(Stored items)
_ _ _ _ _
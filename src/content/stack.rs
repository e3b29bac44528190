use serde::{Deserialize, Serialize};
use std::{fs, path::Path};
use thiserror::Error;

#[derive(Error, Debug)]
pub enum CatalogError {
    #[error("failed to read stack catalog: {0}")]
    Io(#[from] std::io::Error),

    #[error("invalid stack catalog: {0}")]
    Yaml(#[from] serde_yaml_ng::Error),
}

#[derive(Debug, Clone, Copy, Serialize, Deserialize, PartialEq, Eq)]
#[serde(rename_all = "lowercase")]
pub enum StackType {
    Frontend,
    Backend,
}

#[derive(Debug, Clone, Serialize, Deserialize, PartialEq, Eq)]
pub struct StackContent {
    pub title: String,
    pub description: String,
}

/// One tutorial track offered by the chooser, e.g. React + Apollo.
#[derive(Debug, Clone, Serialize, Deserialize, PartialEq, Eq)]
#[serde(rename_all = "camelCase")]
pub struct Stack {
    pub title: String,

    /// also the name of the tutorial's content directory
    pub key: String,
    pub author_name: String,
    pub content: StackContent,

    #[serde(rename = "type")]
    pub stack_type: StackType,

    #[serde(default)]
    pub beginners_choice: bool,

    #[serde(default)]
    pub coming_soon: bool,
}

#[derive(Debug, Default)]
pub struct StackCatalog {
    stacks: Vec<Stack>,
}

impl StackCatalog {
    pub fn from_yaml(source: &str) -> Result<Self, CatalogError> {
        Ok(Self {
            stacks: serde_yaml_ng::from_str(source)?,
        })
    }

    pub fn load(path: &Path) -> Result<Self, CatalogError> {
        Self::from_yaml(&fs::read_to_string(path)?)
    }

    pub fn stacks(&self) -> &[Stack] {
        &self.stacks
    }

    pub fn by_type(&self, stack_type: StackType) -> impl Iterator<Item = &Stack> {
        self.stacks.iter().filter(move |s| s.stack_type == stack_type)
    }

    pub fn find(&self, key: &str) -> Option<&Stack> {
        self.stacks.iter().find(|s| s.key == key)
    }

    pub fn beginners_choice(&self) -> Option<&Stack> {
        self.stacks.iter().find(|s| s.beginners_choice)
    }
}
_ _ _ _ _
Exercise directions:
Your reply should contain each entry, copied without alteration.

Response to the task:
filename src/content/stack.rs
repository e3b29bac44528190
use serde::{Deserialize, Serialize};
use std::{fs, path::Path};
use thiserror::Error;

#[derive(Error, Debug)]
pub enum CatalogError {
    #[error("failed to read stack catalog: {0}")]
    Io(#[from] std::io::Error),

    #[error("invalid stack catalog: {0}")]
    Yaml(#[from] serde_yaml_ng::Error),
}

#[derive(Debug, Clone, Copy, Serialize, Deserialize, PartialEq, Eq)]
#[serde(rename_all = "lowercase")]
pub enum StackType {
    Frontend,
    Backend,
}

#[derive(Debug, Clone, Serialize, Deserialize, PartialEq, Eq)]
pub struct StackContent {
    pub title: String,
    pub description: String,
}

/// One tutorial track offered by the chooser, e.g. React + Apollo.
#[derive(Debug, Clone, Serialize, Deserialize, PartialEq, Eq)]
#[serde(rename_all = "camelCase")]
pub struct Stack {
    pub title: String,

    /// also the name of the tutorial's content directory
    pub key: String,
    pub author_name: String,
    pub content: StackContent,

    #[serde(rename = "type")]
    pub stack_type: StackType,

    #[serde(default)]
    pub beginners_choice: bool,

    #[serde(default)]
    pub coming_soon: bool,
}

#[derive(Debug, Default)]
pub struct StackCatalog {
    stacks: Vec<Stack>,
}

impl StackCatalog {
    pub fn from_yaml(source: &str) -> Result<Self, CatalogError> {
        Ok(Self {
            stacks: serde_yaml_ng::from_str(source)?,
        })
    }

    pub fn load(path: &Path) -> Result<Self, CatalogError> {
        Self::from_yaml(&fs::read_to_string(path)?)
    }

    pub fn stacks(&self) -> &[Stack] {
        &self.stacks
    }

    pub fn by_type(&self, stack_type: StackType) -> impl Iterator<Item = &Stack> {
        self.stacks.iter().filter(move |s| s.stack_type == stack_type)
    }

    pub fn find(&self, key: &str) -> Option<&Stack> {
        self.stacks.iter().find(|s| s.key == key)
    }

    pub fn beginners_choice(&self) -> Option<&Stack> {
        self.stacks.iter().find(|s| s.beginners_choice)
    }
}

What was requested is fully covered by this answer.